[The records Boundary: Start]

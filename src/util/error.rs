//! Error types shared by the collections and algorithms in this crate.

use std::alloc::Layout;

use derive_more::{Display, Error, From, IsVariant, TryInto};

/// An index was outside of the live elements of a collection.
#[derive(Debug, Clone, Copy, PartialEq, Eq, Display, Error)]
#[display("Index {index} out of bounds for collection with {len} elements!")]
pub struct IndexOutOfBounds {
    /// The index that was requested.
    pub index: usize,
    /// The number of elements in the collection at the time.
    pub len: usize,
}

/// The requested capacity can't be represented, either because it overflowed [`usize`] or
/// because it is larger than the allocation strategy's maximum length.
#[derive(Debug, Clone, Copy, PartialEq, Eq, Display, Error)]
#[display("Capacity overflow!")]
pub struct CapacityOverflow;

/// The allocation strategy was unable to provide memory for the given layout.
#[derive(Debug, Clone, Copy, PartialEq, Eq, Display, Error)]
#[display("Failed to allocate {} bytes with alignment {}!", layout.size(), layout.align())]
pub struct AllocFailure {
    /// The layout that couldn't be allocated.
    pub layout: Layout,
}

/// An output cursor was asked to write past the end of the storage it writes into.
#[derive(Debug, Clone, Copy, PartialEq, Eq, Display, Error)]
#[display("Output range exhausted before all elements were written!")]
pub struct OutputExhausted;

/// The error returned by all fallible capacity manipulation methods.
#[derive(Debug, Clone, Copy, PartialEq, Eq, Display, Error, From, TryInto, IsVariant)]
pub enum TryReserveError {
    /// The requested capacity can't be represented.
    CapacityOverflow(CapacityOverflow),
    /// The allocation strategy ran out of memory.
    AllocFailure(AllocFailure),
}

[The records Boundary: End]

- [What the exercise asks]:
Please output the line that contains "pub enum TryReserveError" and every line after it in the entries above, exactly, and nothing more.

- [Written solution]:
pub enum TryReserveError {
    /// The requested capacity can't be represented.
    CapacityOverflow(CapacityOverflow),
    /// The allocation strategy ran out of memory.
    AllocFailure(AllocFailure),
}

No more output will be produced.